Conflicting Trends
I start with an observation about what appears to be conflicting trends in recent scholarship. The literature on public space is overwhelmingly a lament on the loss or degradation of public space and the public realm in the latter part of the twentieth century. Studies of the changing character of memorials in the 20th century, however, show a growing pluralism and democracy in the last decades of the last century. The Vietnam Veterans Memorial, according to this view, represents a "turning point in the history of public memory." The wall with its names of the dead and missing, plus the later additions of Three Soldiers (one with white features, one Hispanic, and one black) and Women's Memorial (Nurses), represents "a growing acknowledgement that everyone now deserves equal recognition at all times in wholly accessible places."
One can also see this spirit also in the Korean Veterans Memorial's soldiers and its wall etched with faces, and in the recently completed FDR Memorial, which tells the story of the Depression, New Deal, and WWII with statues and reliefs of ordinary Americans from all walks of life.
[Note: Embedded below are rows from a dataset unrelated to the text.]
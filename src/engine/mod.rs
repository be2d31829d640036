use std::{
    collections::{BTreeMap, BTreeSet, HashMap, HashSet},
    fmt,
    ops::ControlFlow,
    str::FromStr,
    sync::Arc,
};

use tracing::{debug, warn};

use crate::{Error, gtfs::GtfsReader, repository::Repository};

/// Day-type classification used to pick which trips apply to a query.
///
/// Classification is a literal substring match against `service_id`, not a
/// calendar lookup. A service id that happens to embed more than one marker
/// will be picked up by more than one type; that trade-off is accepted for
/// compatibility with the feed's naming scheme.
#[derive(Debug, Clone, Copy, PartialEq, Eq)]
pub enum ScheduleType {
    Weekday,
    Saturday,
    Sunday,
}

impl ScheduleType {
    /// Marker substring looked up inside `service_id`.
    pub const fn pattern(&self) -> &'static str {
        match self {
            Self::Weekday => " LV ",
            Self::Saturday => " SAB ",
            Self::Sunday => " FEST ",
        }
    }

    pub const fn as_str(&self) -> &'static str {
        match self {
            Self::Weekday => "weekday",
            Self::Saturday => "saturday",
            Self::Sunday => "sunday",
        }
    }
}

impl fmt::Display for ScheduleType {
    fn fmt(&self, f: &mut fmt::Formatter<'_>) -> fmt::Result {
        f.write_str(self.as_str())
    }
}

impl FromStr for ScheduleType {
    type Err = Error;

    fn from_str(s: &str) -> Result<Self, Self::Err> {
        match s {
            "weekday" => Ok(Self::Weekday),
            "saturday" => Ok(Self::Saturday),
            "sunday" => Ok(Self::Sunday),
            other => Err(Error::InvalidScheduleType(other.to_string())),
        }
    }
}

#[derive(Debug, Clone)]
pub struct ScheduleQuery {
    pub line: String,
    /// `None` means all stops.
    pub stop_name: Option<String>,
    pub schedule_type: ScheduleType,
}

/// One departure at a stop: the scheduled time and the trip's headsign,
/// which doubles as the direction label.
#[derive(Debug, Clone, PartialEq, Eq)]
pub struct Departure {
    pub time: String,
    pub headsign: Arc<str>,
}

#[derive(Debug, Clone)]
pub struct ScheduleResult {
    pub route_id: Arc<str>,
    pub trip_count: usize,
    /// Stop ids matched by the stop-name filter, empty when no filter
    /// applied (or when it degraded to unfiltered).
    pub matching_stops: Vec<Arc<str>>,
    /// Per-stop departures, deduplicated and sorted by time then headsign.
    /// Keyed by stop id so iteration is already in report order.
    pub departures: BTreeMap<Arc<str>, Vec<Departure>>,
}

/// Runs the query pipeline: route resolution, capped trip selection,
/// optional stop filtering, then one pass over stop_times.
pub struct ScheduleEngine<'a> {
    repository: &'a Repository,
    gtfs: &'a GtfsReader,
    trip_limit: usize,
}

impl<'a> ScheduleEngine<'a> {
    pub fn new(repository: &'a Repository, gtfs: &'a GtfsReader, trip_limit: usize) -> Self {
        Self {
            repository,
            gtfs,
            trip_limit,
        }
    }

    pub fn query(&self, query: &ScheduleQuery) -> Result<ScheduleResult, Error> {
        let route_id = self.resolve_route(&query.line)?;
        debug!("Resolved line {} to route {}", query.line, route_id);

        let trips = self.select_trips(&route_id, query.schedule_type.pattern())?;
        if trips.is_empty() {
            return Err(Error::NoTripsFound {
                line: query.line.clone(),
                schedule_type: query.schedule_type,
            });
        }

        let mut matching_stops: Vec<Arc<str>> = Vec::new();
        if let Some(name) = query.stop_name.as_deref()
            && !name.is_empty()
        {
            let matches = self.repository.search_stops_by_name(name);
            if matches.is_empty() {
                warn!("No stops found matching '{name}'");
                warn!("Showing all stops for this line instead");
            } else {
                matching_stops = matches.iter().map(|stop| stop.id.clone()).collect();
            }
        }
        let stop_filter: Option<HashSet<&str>> = if matching_stops.is_empty() {
            None
        } else {
            Some(matching_stops.iter().map(|id| id.as_ref()).collect())
        };

        let departures = self.collect_departures(&trips, stop_filter.as_ref())?;

        Ok(ScheduleResult {
            route_id,
            trip_count: trips.len(),
            matching_stops,
            departures,
        })
    }

    /// Tries the exact tram route id (`T` + line) first, then falls back to
    /// a linear scan for a tram route with a matching short name. First
    /// match in table order wins.
    fn resolve_route(&self, line: &str) -> Result<Arc<str>, Error> {
        let tram_id = format!("T{line}");
        if let Some(route) = self.repository.route_by_id(&tram_id) {
            return Ok(route.id.clone());
        }
        self.repository
            .routes()
            .iter()
            .find(|route| route.short_name.as_ref() == line && route.is_tram())
            .map(|route| route.id.clone())
            .ok_or_else(|| Error::RouteNotFound {
                line: line.to_string(),
            })
    }

    /// Collects trips on the route whose service id contains the day-type
    /// marker, stopping at the trip limit. Returns trip id -> headsign.
    fn select_trips(
        &self,
        route_id: &str,
        pattern: &str,
    ) -> Result<HashMap<Arc<str>, Arc<str>>, Error> {
        let mut trips: HashMap<Arc<str>, Arc<str>> = HashMap::new();
        self.gtfs.scan_trips(|(_, trip)| {
            if trip.route_id == route_id && trip.service_id.contains(pattern) {
                let headsign: Arc<str> = trip.trip_headsign.as_deref().unwrap_or("Unknown").into();
                trips.insert(trip.trip_id.as_str().into(), headsign);
                if trips.len() >= self.trip_limit {
                    return ControlFlow::Break(());
                }
            }
            ControlFlow::Continue(())
        })?;
        Ok(trips)
    }

    fn collect_departures(
        &self,
        trips: &HashMap<Arc<str>, Arc<str>>,
        stop_filter: Option<&HashSet<&str>>,
    ) -> Result<BTreeMap<Arc<str>, Vec<Departure>>, Error> {
        if trips.len() > 10 {
            debug!("Scanning stop_times for {} trips...", trips.len());
        }
        // BTreeSet keeps (time, headsign) pairs unique and ordered; times
        // sort correctly as strings since they are fixed-width HH:MM:SS.
        let mut by_stop: BTreeMap<Arc<str>, BTreeSet<(String, Arc<str>)>> = BTreeMap::new();
        self.gtfs.stream_stop_times(|(_, stop_time)| {
            let Some(headsign) = trips.get(stop_time.trip_id.as_str()) else {
                return;
            };
            if let Some(filter) = stop_filter
                && !filter.contains(stop_time.stop_id.as_str())
            {
                return;
            }
            by_stop
                .entry(stop_time.stop_id.as_str().into())
                .or_default()
                .insert((stop_time.departure_time, headsign.clone()));
        })?;

        Ok(by_stop
            .into_iter()
            .map(|(stop_id, times)| {
                let departures = times
                    .into_iter()
                    .map(|(time, headsign)| Departure { time, headsign })
                    .collect();
                (stop_id, departures)
            })
            .collect())
    }
}
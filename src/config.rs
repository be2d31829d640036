use chrono::Duration;
use std::path::PathBuf;

/// Trip scanning stops once this many matching trips have been collected.
/// Keeps query latency bounded on a large trips table, at the cost of
/// under-reporting trips (and possibly directions) for busy lines.
pub const TRIP_SCAN_LIMIT: usize = 50;

/// Rows of departure times in the report are this wide.
pub const TIMES_PER_ROW: usize = 6;

/// Runtime configuration, built once at startup and passed by reference
/// into every component.
#[derive(Debug, Clone)]
pub struct Config {
    /// Where the GTFS archive is fetched from.
    pub gtfs_url: String,
    /// Root for generated report files.
    pub data_dir: PathBuf,
    /// Where the extracted GTFS tables live.
    pub gtfs_dir: PathBuf,
    /// Where the downloaded archive is kept.
    pub gtfs_zip: PathBuf,
    /// Maximum age of the extracted dataset before it is refreshed.
    pub dataset_ttl: Duration,
    /// Maximum age of a cached query result.
    pub query_ttl: Duration,
    pub trip_scan_limit: usize,
    /// Prefix for every key written to the state store.
    pub state_namespace: String,
    /// Program spawned to reach the external state store.
    pub state_program: String,
}

impl Default for Config {
    fn default() -> Self {
        let data_dir = PathBuf::from("/data/generated/tramvia");
        let gtfs_dir = data_dir.join("gtfs");
        let gtfs_zip = gtfs_dir.join("gtfs.zip");
        Self {
            gtfs_url: "https://dati.comune.milano.it/gtfs.zip".into(),
            data_dir,
            gtfs_dir,
            gtfs_zip,
            dataset_ttl: Duration::hours(24),
            query_ttl: Duration::hours(1),
            trip_scan_limit: TRIP_SCAN_LIMIT,
            state_namespace: "tramvia".into(),
            state_program: "statectl".into(),
        }
    }
}

impl Config {
    /// A config with all paths rebased under `root`. Used by tests to keep
    /// every side effect inside a temporary directory.
    pub fn rooted(root: impl Into<PathBuf>) -> Self {
        let data_dir = root.into();
        let gtfs_dir = data_dir.join("gtfs");
        let gtfs_zip = gtfs_dir.join("gtfs.zip");
        Self {
            data_dir,
            gtfs_dir,
            gtfs_zip,
            ..Default::default()
        }
    }
}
These memorials invite a new kind of memorial experience that is at once personal and therepeutic - visitors touch names and faces etched into walls, see their own reflections in the shiny black surfaces, and interact with life-size and realistic figures. They create in effect a kind of public space that bridges the divide between public memory and private memory, public space and private space.
So is the National Mall really an exception to the lament about the loss of effective public space? Should we see it as a place where pluralism and democracy actually play an increased role rather than destructive one? With regards to the proposed WWII memorial, I argue that the recent trend towards more democratic memorial-making is now being met by an equal and stronger retrograde vision of the Mall. The proposed WWII Memorial represents this anti-democratic trend most graphically.